Task item: Go through the data and retrieve each line that includes the string "SyncAction".

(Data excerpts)

# # # # # # #

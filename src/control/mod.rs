//! Command registry, dispatcher and control servers

mod command;
mod connection;
mod dispatcher;
mod registry;
mod server;

#[cfg(test)]
mod tests;

pub use command::{CommandHandler, FnHandler, StateTarget};
pub use connection::{Connection, ConnectionInfo, ConnectionKind};
pub use dispatcher::{DispatchOutcome, Dispatcher};
pub use registry::CommandRegistry;
pub use server::{ControlServer, DatagramServer};
//! A complete sync node
//!
//! [`Node`] wires the control servers, discovery, peer probing and the
//! sync machinery around a caller supplied [`MediaController`].
//!
//! # Example
//!
//! ```rust,no_run
//! use std::sync::Arc;
//!
//! use wallsync::testing::SimulatedMedia;
//! use wallsync::{Node, NodeConfig, Role};
//!
//! # async fn example() -> Result<(), wallsync::SyncError> {
//! let config = NodeConfig::builder().display_name("wall-left").build();
//! let node = Node::start(config, Arc::new(SimulatedMedia::new())).await?;
//!
//! node.set_role(Role::Master).await?;
//! node.core().apply(wallsync::SyncAction::Load("/srv/wall".into())).await?;
//! node.core().apply(wallsync::SyncAction::Play).await?;
//! # Ok(())
//! # }
//! ```

mod commands;
mod player;
mod state;


pub use self::commands::{Rpc, register_all};
pub use self::player::PlayerCore;
pub use self::state::PlayState;

use std::net::SocketAddr;
use std::sync::Arc;

use tokio::sync::Mutex;

use crate::control::{CommandRegistry, ControlServer, DatagramServer, Dispatcher};
use crate::discovery::{BeaconListener, DiscoveryBeacon};
use crate::error::Result;
use crate::media::MediaController;
use crate::net::{TokioTransport, Transport};
use crate::peers::LatencyProber;
use crate::state::EventBus;
use crate::types::{NodeConfig, Role, Settings};

/// Running node
pub struct Node {
    core: Arc<PlayerCore>,
    dispatcher: Arc<Dispatcher>,
    control: ControlServer,
    sync: DatagramServer,
    beacon: DiscoveryBeacon,
    prober: LatencyProber,
    listener: Mutex<Option<BeaconListener>>,
}

impl Node {
    /// Start a node that talks to its peers over real sockets
    ///
    /// # Errors
    ///
    /// Returns an error if a listening port cannot be bound.
    pub async fn start(config: NodeConfig, media: Arc<dyn MediaController>) -> Result<Self> {
        let transport = TokioTransport::bind(config.bind_address, config.probe_timeout).await?;
        Self::start_with_transport(config, media, Arc::new(transport)).await
    }

    /// Start a node that sends peer traffic through `transport`
    ///
    /// # Errors
    ///
    /// Returns an error if a listening port cannot be bound.
    pub async fn start_with_transport(
        config: NodeConfig,
        media: Arc<dyn MediaController>,
        transport: Arc<dyn Transport>,
    ) -> Result<Self> {
        let events = EventBus::new();
        let settings = initial_settings(&config).await;
        let core = Arc::new(PlayerCore::new(
            config.clone(),
            media,
            transport,
            settings,
            events.clone(),
        ));
        core.install_ended_handler();

        let mut registry = CommandRegistry::new();
        register_all(&mut registry, &core);
        registry.add_target(core.clone());
        let dispatcher = Arc::new(Dispatcher::new(registry));

        let control = ControlServer::bind(
            SocketAddr::new(config.bind_address, config.control_port),
            dispatcher.clone(),
            config.idle_timeout,
        )
        .await?;
        let sync = DatagramServer::bind(
            SocketAddr::new(config.bind_address, config.sync_port),
            dispatcher.clone(),
        )
        .await?;
        let beacon = DiscoveryBeacon::start(
            &config,
            core.subscribe_role(),
            core.settings().subscribe(),
        )
        .await?;
        let prober = LatencyProber::new(
            core.peers().clone(),
            config.peer_control_port(),
            config.probe_timeout,
            events,
        );

        let node = Self {
            core,
            dispatcher,
            control,
            sync,
            beacon,
            prober,
            listener: Mutex::new(None),
        };
        if config.initial_role.is_master() {
            node.start_listener().await?;
        }

        tracing::info!(
            name = %config.display_name,
            role = %config.initial_role,
            control = %node.control.local_addr(),
            sync = %node.sync.local_addr(),
            "Node started"
        );
        Ok(node)
    }

    /// Shared playback core
    #[must_use]
    pub fn core(&self) -> &Arc<PlayerCore> {
        &self.core
    }

    /// Command dispatcher
    #[must_use]
    pub fn dispatcher(&self) -> &Arc<Dispatcher> {
        &self.dispatcher
    }

    /// Event bus
    #[must_use]
    pub fn events(&self) -> &EventBus {
        self.core.events()
    }

    /// Current role
    #[must_use]
    pub fn role(&self) -> Role {
        self.core.role()
    }

    /// Bound TCP control address
    #[must_use]
    pub fn control_addr(&self) -> SocketAddr {
        self.control.local_addr()
    }

    /// Bound UDP sync address
    #[must_use]
    pub fn sync_addr(&self) -> SocketAddr {
        self.sync.local_addr()
    }

    /// Bound discovery address, while master
    pub async fn discovery_addr(&self) -> Option<SocketAddr> {
        self.listener.lock().await.as_ref().map(BeaconListener::local_addr)
    }

    /// Discovery beacon
    #[must_use]
    pub fn beacon(&self) -> &DiscoveryBeacon {
        &self.beacon
    }

    /// Switch role
    ///
    /// Becoming master binds the discovery port; becoming slave releases
    /// it. The beacon follows the role on its own.
    ///
    /// # Errors
    ///
    /// Returns `BindFailed` if the discovery port cannot be bound.
    pub async fn set_role(&self, role: Role) -> Result<()> {
        if role.is_master() {
            self.start_listener().await?;
        } else {
            self.listener.lock().await.take();
        }
        self.core.set_role(role).await;
        Ok(())
    }

    async fn start_listener(&self) -> Result<()> {
        let mut listener = self.listener.lock().await;
        if listener.is_none() {
            let config = self.core.config();
            let addr = SocketAddr::new(config.bind_address, config.discovery_port);
            *listener = Some(BeaconListener::bind(addr, self.prober.clone()).await?);
        }
        Ok(())
    }

    /// Stop every server, timer and background task
    pub async fn shutdown(&self) {
        self.beacon.stop();
        self.listener.lock().await.take();
        self.core.broadcaster().stop().await;
        self.core.controller().reset().await;
        self.control.shutdown();
        self.sync.shutdown();
        tracing::info!("Node stopped");
    }
}

/// Settings from the configured file, or defaults
async fn initial_settings(config: &NodeConfig) -> Settings {
    let Some(path) = config.settings_path.as_ref() else {
        return Settings::default();
    };
    let raw = match tokio::fs::read(path).await {
        Ok(raw) => raw,
        Err(e) if e.kind() == std::io::ErrorKind::NotFound => return Settings::default(),
        Err(e) => {
            tracing::warn!(path = %path.display(), "Cannot read settings: {}", e);
            return Settings::default();
        }
    };
    match serde_json::from_slice::<Settings>(&raw) {
        Ok(mut settings) => {
            settings.clamp();
            settings
        }
        Err(e) => {
            tracing::warn!(path = %path.display(), "Ignoring malformed settings: {}", e);
            Settings::default()
        }
    }
}
//! Playstate document and structured-state application

use async_trait::async_trait;
use serde::{Deserialize, Serialize};
use serde_json::{Map, Value};

use super::player::PlayerCore;
use crate::control::StateTarget;
use crate::error::{Result, SyncError};
use crate::types::Settings;

/// Reply to `playstate`
#[derive(Debug, Clone, PartialEq, Serialize, Deserialize)]
pub struct PlayState {
    /// Loaded media path
    pub path: Option<String>,
    /// Playlist index of the loaded media
    pub movie_index: usize,
    /// Playback position in seconds
    pub position: f64,
    /// Media length in seconds, if known
    pub duration: Option<f64>,
    /// Rate the media is playing at
    pub rate: f64,
    /// Output volume
    pub volume: f32,
    /// Whether media is playing
    pub playing: bool,
}

#[async_trait]
impl StateTarget for PlayerCore {
    fn name(&self) -> &str {
        "settings"
    }

    async fn apply_state(&self, doc: &Map<String, Value>) -> Result<()> {
        if !Settings::recognizes(doc) {
            return Err(SyncError::MalformedPayload {
                message: "no settings keys in state document".to_string(),
            });
        }
        let merged = self.settings().get().await.merged(doc)?;
        self.apply_settings(merged).await;
        Ok(())
    }
}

# # # # # # #

Solution to this problem:
//! node.core().apply(wallsync::SyncAction::Load("/srv/wall".into())).await?;
//! node.core().apply(wallsync::SyncAction::Play).await?;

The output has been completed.